==== Entries shown ====

use serde::{Deserialize, Serialize};

use crate::action::{ActionKind, BroadcastTarget};
use crate::cache::{BroadcastLifecycle, StateMemory, StreamHealth};
use crate::config::FeedbackColors;
use crate::resolver::resolve_current;

#[derive(Debug, Clone, Copy, PartialEq, Eq, Hash, Serialize, Deserialize)]
#[serde(rename_all = "snake_case")]
pub enum FeedbackKind {
    BroadcastStatus,
    StreamHealth,
}

#[derive(Debug, Clone, PartialEq, Eq, Serialize, Deserialize)]
pub struct FeedbackStyle {
    pub bgcolor: [u8; 3],
    pub color: [u8; 3],
    pub text: String,
}

fn status_text(status: BroadcastLifecycle) -> &'static str {
    match status {
        BroadcastLifecycle::Ready => "READY",
        BroadcastLifecycle::Testing => "TEST",
        BroadcastLifecycle::Live => "LIVE",
        BroadcastLifecycle::Complete => "DONE",
    }
}

fn health_text(health: StreamHealth) -> &'static str {
    match health {
        StreamHealth::Good => "GOOD",
        StreamHealth::Ok => "OK",
        StreamHealth::Bad => "BAD",
        StreamHealth::NoData => "NO DATA",
    }
}

/// Button style for `kind` on the broadcast named by `broadcast_id`.
///
/// Sentinels resolve like `toggle_broadcast`. Returns `None` when the
/// broadcast is unknown or, for stream health, has no resolvable stream.
pub fn evaluate(
    kind: FeedbackKind,
    broadcast_id: Option<&str>,
    memory: &StateMemory,
    colors: &FeedbackColors,
) -> Option<FeedbackStyle> {
    let id = match BroadcastTarget::parse(broadcast_id) {
        BroadcastTarget::Explicit(id) => id,
        BroadcastTarget::Current => resolve_current(ActionKind::ToggleBroadcast, memory)?,
        BroadcastTarget::Unset => return None,
    };
    match kind {
        FeedbackKind::BroadcastStatus => {
            let status = memory.broadcast(&id)?.status;
            Some(FeedbackStyle {
                bgcolor: colors.for_status(status),
                color: colors.text,
                text: status_text(status).to_owned(),
            })
        }
        FeedbackKind::StreamHealth => {
            let health = memory.bound_stream(&id)?.health;
            Some(FeedbackStyle {
                bgcolor: colors.for_health(health),
                color: colors.text,
                text: health_text(health).to_owned(),
            })
        }
    }
}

====

Make sure that every entry above is copied out exactly as it stands.

use serde::{Deserialize, Serialize};

use crate::action::{ActionKind, BroadcastTarget};
use crate::cache::{BroadcastLifecycle, StateMemory, StreamHealth};
use crate::config::FeedbackColors;
use crate::resolver::resolve_current;

#[derive(Debug, Clone, Copy, PartialEq, Eq, Hash, Serialize, Deserialize)]
#[serde(rename_all = "snake_case")]
pub enum FeedbackKind {
    BroadcastStatus,
    StreamHealth,
}

#[derive(Debug, Clone, PartialEq, Eq, Serialize, Deserialize)]
pub struct FeedbackStyle {
    pub bgcolor: [u8; 3],
    pub color: [u8; 3],
    pub text: String,
}

fn status_text(status: BroadcastLifecycle) -> &'static str {
    match status {
        BroadcastLifecycle::Ready => "READY",
        BroadcastLifecycle::Testing => "TEST",
        BroadcastLifecycle::Live => "LIVE",
        BroadcastLifecycle::Complete => "DONE",
    }
}

fn health_text(health: StreamHealth) -> &'static str {
    match health {
        StreamHealth::Good => "GOOD",
        StreamHealth::Ok => "OK",
        StreamHealth::Bad => "BAD",
        StreamHealth::NoData => "NO DATA",
    }
}

/// Button style for `kind` on the broadcast named by `broadcast_id`.
///
/// Sentinels resolve like `toggle_broadcast`. Returns `None` when the
/// broadcast is unknown or, for stream health, has no resolvable stream.
pub fn evaluate(
    kind: FeedbackKind,
    broadcast_id: Option<&str>,
    memory: &StateMemory,
    colors: &FeedbackColors,
) -> Option<FeedbackStyle> {
    let id = match BroadcastTarget::parse(broadcast_id) {
        BroadcastTarget::Explicit(id) => id,
        BroadcastTarget::Current => resolve_current(ActionKind::ToggleBroadcast, memory)?,
        BroadcastTarget::Unset => return None,
    };
    match kind {
        FeedbackKind::BroadcastStatus => {
            let status = memory.broadcast(&id)?.status;
            Some(FeedbackStyle {
                bgcolor: colors.for_status(status),
                color: colors.text,
                text: status_text(status).to_owned(),
            })
        }
        FeedbackKind::StreamHealth => {
            let health = memory.bound_stream(&id)?.health;
            Some(FeedbackStyle {
                bgcolor: colors.for_health(health),
                color: colors.text,
                text: health_text(health).to_owned(),
            })
        }
    }
}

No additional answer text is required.